Dr. McKenna noted that the AACU last year filed formal comments asking that urologists be given more flexibility in terms of EHR adoption.
“The new budget removes a mandate that meaningful use standards become more stringent over time,” he said. “This will ease the burden on physicians as we will no longer have to ask federal regulators for a hardship exception if we fall slightly short.”
Dr. Shore said LUGPA welcomes a provision in the new budget law that extends the reimbursement rate freeze for radiation oncology, which the organization had supported.
“The rate freeze extension will allow for additional time to develop an alternative payment model for radiation services, a process LUGPA stands ready to support with our expertise,” he said. “The rate freeze also reinforces the importance of site neutrality in reimbursements, which will preserve patient access to radiation oncology services in the setting of their choice.”
In addition, Dr. Shore said the budget law’s improvements in the alternative payment model review process within the Physician-Focused Payment Model Technical Advisory Committee (PTAC) “will allow fluid communication between the committee, organizations like LUGPA, and the secretary of CMS. We anticipate it will increase participation in APMs under the QPP (Quality Payment Program).”
Yet another positive result from the budget bill ends an effort by CMS to reclassify radiation for prostate cancer, resulting in reduced reimbursement rates for prostate cancer radiation only.
“The budget deal freezes that discussion so the current state of affairs remains in effect. It’s a very happy day for us,” Dr. Rechtschaffen said.
The AACU’s Dr. McKenna noted that the budget accelerates the elimination of the Medicare Part D coverage gap, or “donut hole.” The new law requires drug manufacturers to give larger discounts to beneficiaries in the coverage gap, starting in 2019.
Also by Bob Gatty: How would MedPAC replace MIPS?
“All of this is very affirming for all of the work that’s been done and it emphasizes the value and importance of urologists having a presence in Washington,” Dr.
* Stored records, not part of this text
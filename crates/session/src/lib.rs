//! Client-side authentication session manager
//!
//! Wraps an `identity::IdentityProvider` and owns the token lifecycle: a cache
//! that stops serving tokens `renewal_lead` before they expire, silent renewal
//! with escalation to interactive login, a single-flight interaction lock,
//! stuck-interaction recovery, and a background renewal timer.
//!
//! Session lifecycle:
//! 1. Host builds one `SessionManager` and calls `initialize(config)` on start
//! 2. A pending redirect login is resumed, a leftover interaction is cleared
//! 3. With an account present, one silent acquisition decides the start state
//! 4. Callers use `get_access_token()`; renewal and escalation are automatic
//! 5. The renewal timer keeps the cache warm until logout or account loss
//!
//! Adapters observe `subscribe()` / `state()` / `status()` and forward the
//! actions `login_interactive`, `logout`, `force_refresh_token` and
//! `clear_authentication_state`.

pub mod cache;
pub mod classify;
pub mod config;
pub mod error;
pub mod lock;
pub mod manager;
pub mod metrics;
pub mod renewal;
pub mod state;

#[cfg(test)]
mod mock;

pub use cache::{CachedToken, TokenCache};
pub use classify::{Classification, classify};
pub use config::{Scopes, SessionConfig};
pub use error::{Error, Result};
pub use lock::{InteractionGuard, InteractionLock};
pub use manager::SessionManager;
pub use state::{Phase, SessionState, StatusSnapshot};

pub use identity::{
    Account, AuthResult, CacheTier, FlowType, IdentityProvider, Prompt, StorageTiers,
};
Rechtschaffen said. “These victories are worth literally hundreds of millions of dollars for AUA members. It’s a clear indication of why our Washington office is so important.”
Now, it’s time to look ahead, he said, and focus on new initiatives that include prostate cancer testing and prevention, research, and establishing a new Office of Men’s Health.
At the AACU, Dr. McKenna said, “Urologists will push for polices that reduce administrative burdens imposed by public and private payers, as well as sound the alarm on work force shortages that threaten access to care.”
He said President Trump’s proposed budget for 2019 “would be catastrophic: cutting GME funding by $48 billion over 10 years and moving all training programs under the same roof, with no specifics on where funding will come from or how shortage areas will be determined.”